WHAT YOU HAVE TO DO: Word for word, restate the lines from the start of the data down to the line with "Get the tariff", both included.
- - -
//! Tariff table operations
//!
//! Tariff rows are keyed by `month_from` and stay effective until a later
//! row supersedes them. Resolution picks the latest `month_from` not
//! exceeding the target month; months before the first row resolve to
//! nothing (the caller degrades to a zero-rate tariff).

use rusqlite::params;

use super::Database;
use crate::error::Result;
use crate::models::Tariff;
use crate::ym::Ym;

fn row_to_tariff(row: &rusqlite::Row<'_>) -> rusqlite::Result<Tariff> {
    let month_from: String = row.get(0)?;
    Ok(Tariff {
        // month_from is validated on write
        month_from: Ym::parse(&month_from).unwrap_or_default(),
        cold: row.get(1)?,
        hot: row.get(2)?,
        electric: row.get(3)?,
        sewer: row.get(4)?,
        electric_t1: row.get(5)?,
        electric_t2: row.get(6)?,
        electric_t3: row.get(7)?,
    })
}

const TARIFF_COLS: &str = "month_from, cold, hot, electric, sewer, electric_t1, electric_t2, electric_t3";

impl Database {
    /// Insert or replace the tariff row for a month
    pub fn upsert_tariff(&self, tariff: &Tariff) -> Result<()> {
        let conn = self.conn()?;
        conn.execute(
            "INSERT INTO tariffs (month_from, cold, hot, electric, sewer, electric_t1, electric_t2, electric_t3)
             VALUES (?, ?, ?, ?, ?, ?, ?, ?)
             ON CONFLICT(month_from) DO UPDATE SET
                 cold = excluded.cold,
                 hot = excluded.hot,
                 electric = excluded.electric,
                 sewer = excluded.sewer,
                 electric_t1 = excluded.electric_t1,
                 electric_t2 = excluded.electric_t2,
                 electric_t3 = excluded.electric_t3",
            params![
                tariff.month_from.as_str(),
                tariff.cold,
                tariff.hot,
                tariff.electric,
                tariff.sewer,
                tariff.electric_t1,
                tariff.electric_t2,
                tariff.electric_t3
            ],
        )?;
        Ok(())
    }

    /// Get the tariff row keyed exactly by `month_from`
    pub fn get_tariff(&self, month_from: &Ym) -> Result<Option<Tariff>> {
        let conn = self.conn()?;
        let tariff = conn
            .query_row(
                &format!("SELECT {} FROM tariffs WHERE month_from = ?", TARIFF_COLS),
                params![month_from.as_str()],
                row_to_tariff,
            )
            .ok();
        Ok(tariff)
    }

    /// Resolve the tariff row effective for a month: the latest
    /// `month_from` not exceeding it
    pub fn tariff_for_month(&self, ym: &Ym) -> Result<Option<Tariff>> {
        let conn = self.conn()?;
        let tariff = conn
            .query_row(
                &format!(
                    "SELECT {} FROM tariffs WHERE month_from <= ? ORDER BY month_from DESC LIMIT 1",
                    TARIFF_COLS
                ),
                params![ym.as_str()],
                row_to_tariff,
            )
            .ok();
        Ok(tariff)
    }

    /// List tariff history, oldest first
    pub fn list_tariffs(&self) -> Result<Vec<Tariff>> {
        let conn = self.conn()?;
        let mut stmt = conn.prepare(&format!(
            "SELECT {} FROM tariffs ORDER BY month_from",
            TARIFF_COLS
        ))?;

        let tariffs = stmt
            .query_map([], row_to_tariff)?
            .collect::<std::result::Result<Vec<_>, _>>()?;

        Ok(tariffs)
    }
}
- - -
SOLVED PROBLEM:
//! Tariff table operations
//!
//! Tariff rows are keyed by `month_from` and stay effective until a later
//! row supersedes them. Resolution picks the latest `month_from` not
//! exceeding the target month; months before the first row resolve to
//! nothing (the caller degrades to a zero-rate tariff).

use rusqlite::params;

use super::Database;
use crate::error::Result;
use crate::models::Tariff;
use crate::ym::Ym;

fn row_to_tariff(row: &rusqlite::Row<'_>) -> rusqlite::Result<Tariff> {
    let month_from: String = row.get(0)?;
    Ok(Tariff {
        // month_from is validated on write
        month_from: Ym::parse(&month_from).unwrap_or_default(),
        cold: row.get(1)?,
        hot: row.get(2)?,
        electric: row.get(3)?,
        sewer: row.get(4)?,
        electric_t1: row.get(5)?,
        electric_t2: row.get(6)?,
        electric_t3: row.get(7)?,
    })
}

const TARIFF_COLS: &str = "month_from, cold, hot, electric, sewer, electric_t1, electric_t2, electric_t3";

impl Database {
    /// Insert or replace the tariff row for a month
    pub fn upsert_tariff(&self, tariff: &Tariff) -> Result<()> {
        let conn = self.conn()?;
        conn.execute(
            "INSERT INTO tariffs (month_from, cold, hot, electric, sewer, electric_t1, electric_t2, electric_t3)
             VALUES (?, ?, ?, ?, ?, ?, ?, ?)
             ON CONFLICT(month_from) DO UPDATE SET
                 cold = excluded.cold,
                 hot = excluded.hot,
                 electric = excluded.electric,
                 sewer = excluded.sewer,
                 electric_t1 = excluded.electric_t1,
                 electric_t2 = excluded.electric_t2,
                 electric_t3 = excluded.electric_t3",
            params![
                tariff.month_from.as_str(),
                tariff.cold,
                tariff.hot,
                tariff.electric,
                tariff.sewer,
                tariff.electric_t1,
                tariff.electric_t2,
                tariff.electric_t3
            ],
        )?;
        Ok(())
    }

    /// Get the tariff row keyed exactly by `month_from`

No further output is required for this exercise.